It is therefore intriguing to consider that in a way, our thoughts, decisions, and actions are a result of ‘network consensus’ amongst billions of interconnected neurons, which are dynamically processing cognitive data. The collective computational activity of this internal neural network literally determines every consequence of every action and reaction that an individual responds with to a constantly changing reality. In a philosophical sense, a blockchain-based decentralized finance system can also be conceptualized in the same way. It is a system based on decentralized distributed network consensus.
Stock Market and Swarm Behaviour
Large groups of people, reacting to dynamic changes in their environment, bring forth a collective emergent phenomenon called swarm behaviour. This phenomenon is not unlike the swarm behaviour observed in ant colonies, schooling fish, or the majestic murmurations of starlings, wherein collective operations occur in the absence of any centralized coordination. In a way, the collective actions of human beings, as expressed through stock market behaviour, is also a kind of swarm (or herd) phenomenon. After all, the stock market is a collective aggregation that embodies the irrational proclivities of human psychology. In the larger context of capitalism, one can even fairly assert that the market is largely driven by avarice and fear. Those who benefit most from it are the ones who know how to take advantage of this inherent irrationality.
This begs the question: what if the collective behaviour of markets was rather based on rationality and driven by reason instead of greed? What if the woes caused by flaws in human thinking, which significantly impact issues like ‘trust’ can be eliminated from the material reality of our economic paradigms?
Blockchain (and possibly its integration with machine learning) has the technological potential to make this possible. As I have discussed in a previous article, computers can indeed overcome the limitations of collective human errors. Hypothetically speaking, what if all human interactions concerning money are outsourced to incorruptible, trust-less, decentralized, and distributed computational frameworks like blockchain? Would we (hypothetically at least) see a more just and fair distribution of resources and economic power?
Tech-Based Economics in the Twenty First Century
Tech behemoths like Facebook, Amazon, Apple, and Google are already miles ahead in the game of using prediction machines to foster their stock values. Most other industries are also using (or working on using) these powerful computational tools for optimizing their resources to nourish their business or industry. Prediction machines are thus emerging as the key toolkits for operating in twenty-first century economies. They are literally beginning to propel the flux of modern economics through space and time.
However on the financial side of these astounding advancements, we are still deeply entrenched in traditional economic systems. According to the proponents of cryptocurrency, these traditional, fiat-based, centralized financial paradigms are rife with issues when it comes to trust, discrimination, and power. This is why network consensus is hailed as the foundation for a ‘permisionless’ and ‘trustless’ mode of conducting financial transactions. The most persuasive arguments in favour of decentralized models of blockchain-based cryptocurrencies are based on this premise.
Revolutions Can Only Be Delayed
To me it appears that applying blockchain to upgrade the economic systems of the twenty-first century is more than a natural progression of economic evolution.

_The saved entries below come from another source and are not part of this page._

use anyhow::Result;
use image::DynamicImage;
use log::error;
use serde::{Deserialize, Serialize};

/// Raw scores from the underlying emotion model, over its native
/// seven-label vocabulary. Backends run with detection enforcement
/// disabled: a frame with no clearly detected face still yields a
/// best-effort score set instead of failing.
#[derive(Clone, Copy, Debug, Default)]
pub struct NativeEmotionScores {
    pub angry: f64,
    pub disgust: f64,
    pub fear: f64,
    pub happy: f64,
    pub sad: f64,
    pub surprise: f64,
    pub neutral: f64,
}

/// Percentage breakdown over the simplified four-label vocabulary.
/// All-zero is the explicit failure sentinel, not an absence.
#[derive(Serialize, Deserialize, Clone, Copy, Debug, Default, PartialEq)]
pub struct EmotionDistribution {
    pub neutral: f64,
    pub happy: f64,
    pub surprise: f64,
    pub confused: f64,
}

impl EmotionDistribution {
    pub fn zeroed() -> Self {
        Self::default()
    }

    pub fn sum(&self) -> f64 {
        self.neutral + self.happy + self.surprise + self.confused
    }

    pub fn is_failure(&self) -> bool {
        *self == Self::zeroed()
    }
}

/// Single-frame emotion model. Implementations wrap whatever inference
/// stack is available; the classifier only needs native scores back.
pub trait EmotionBackend {
    fn analyze(&self, frame: &DynamicImage) -> Result<NativeEmotionScores>;
}

/// Remaps a backend's native emotion scores down to the simplified
/// vocabulary and normalizes them to percentages.
///
/// Not wired into the session loop; offered as a standalone capability
/// for callers that capture frames during practice.
pub struct EmotionClassifier<B> {
    backend: B,
}

impl<B: EmotionBackend> EmotionClassifier<B> {
    pub fn new(backend: B) -> Self {
        Self { backend }
    }

    /// Classifies one frame. Any backend failure is absorbed here and
    /// reported as the zeroed distribution; callers never see an error.
    pub fn classify(&self, frame: &DynamicImage) -> EmotionDistribution {
        match self.backend.analyze(frame) {
            Ok(scores) => Self::remap(scores),
            Err(e) => {
                error!("Error in face analysis: {}", e);
                EmotionDistribution::zeroed()
            }
        }
    }

    fn remap(scores: NativeEmotionScores) -> EmotionDistribution {
        let raw = EmotionDistribution {
            neutral: scores.neutral,
            happy: scores.happy,
            surprise: scores.surprise,
            // Approximating confusion
            confused: (scores.sad + scores.fear) / 2.0,
        };

        let total = raw.sum();
        if total <= 0.0 {
            return EmotionDistribution::zeroed();
        }

        EmotionDistribution {
            neutral: raw.neutral / total * 100.0,
            happy: raw.happy / total * 100.0,
            surprise: raw.surprise / total * 100.0,
            confused: raw.confused / total * 100.0,
        }
    }
}

#[cfg(test)]
mod tests {
    use super::*;

    struct FixedBackend(NativeEmotionScores);

    impl EmotionBackend for FixedBackend {
        fn analyze(&self, _frame: &DynamicImage) -> Result<NativeEmotionScores> {
            Ok(self.0)
        }
    }

    struct FailingBackend;

    impl EmotionBackend for FailingBackend {
        fn analyze(&self, _frame: &DynamicImage) -> Result<NativeEmotionScores> {
            Err(anyhow::anyhow!("decode error"))
        }
    }

    fn blank_frame() -> DynamicImage {
        DynamicImage::new_rgb8(4, 4)
    }

    #[test]
    fn test_distribution_sums_to_100() {
        let classifier = EmotionClassifier::new(FixedBackend(NativeEmotionScores {
            angry: 3.0,
            disgust: 1.0,
            fear: 10.0,
            happy: 40.0,
            sad: 20.0,
            surprise: 6.0,
            neutral: 20.0,
        }));
        let dist = classifier.classify(&blank_frame());
        assert!((dist.sum() - 100.0).abs() < 1e-6);
        assert!(!dist.is_failure());
    }

    #[test]
    fn test_confused_is_mean_of_sad_and_fear() {
        // neutral 30 + happy 30 + surprise 10 + (20 + 40)/2 = 100, so no
        // renormalization distortion and the remap is directly visible.
        let classifier = EmotionClassifier::new(FixedBackend(NativeEmotionScores {
            fear: 40.0,
            happy: 30.0,
            sad: 20.0,
            surprise: 10.0,
            neutral: 30.0,
            ..Default::default()
        }));
        let dist = classifier.classify(&blank_frame());
        assert!((dist.confused - 30.0).abs() < 1e-6);
        assert!((dist.neutral - 30.0).abs() < 1e-6);
    }

    #[test]
    fn test_scores_not_summing_to_100_are_renormalized() {
        let classifier = EmotionClassifier::new(FixedBackend(NativeEmotionScores {
            happy: 2.0,
            neutral: 1.0,
            surprise: 1.0,
            ..Default::default()
        }));
        let dist = classifier.classify(&blank_frame());
        assert!((dist.sum() - 100.0).abs() < 1e-6);
        assert!((dist.happy - 50.0).abs() < 1e-6);
    }

    #[test]
    fn test_backend_failure_yields_zeroed_sentinel() {
        let classifier = EmotionClassifier::new(FailingBackend);
        let dist = classifier.classify(&blank_frame());
        assert!(dist.is_failure());
        assert_eq!(dist, EmotionDistribution::zeroed());
    }

    #[test]
    fn test_all_zero_native_scores_yield_sentinel() {
        let classifier = EmotionClassifier::new(FixedBackend(NativeEmotionScores::default()));
        let dist = classifier.classify(&blank_frame());
        assert!(dist.is_failure());
    }
}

It is rather a technologically driven solution to fundamental human problems that cannot be ignored for political as well as social reasons. In this sense, Bitcoin is a revolutionary movement. It is an experiment in the application of technology to overcome limitations of the collective human psyche — a dimension that is astoundingly incomprehensible in nature. The fact that the success of Bitcoin is inextricably predicated on network consensus, further supports this optimistic contention. The more people use it, the more effective it will become. That certainly sounds like a much vaunted software upgrade for our computationally wired global economic system.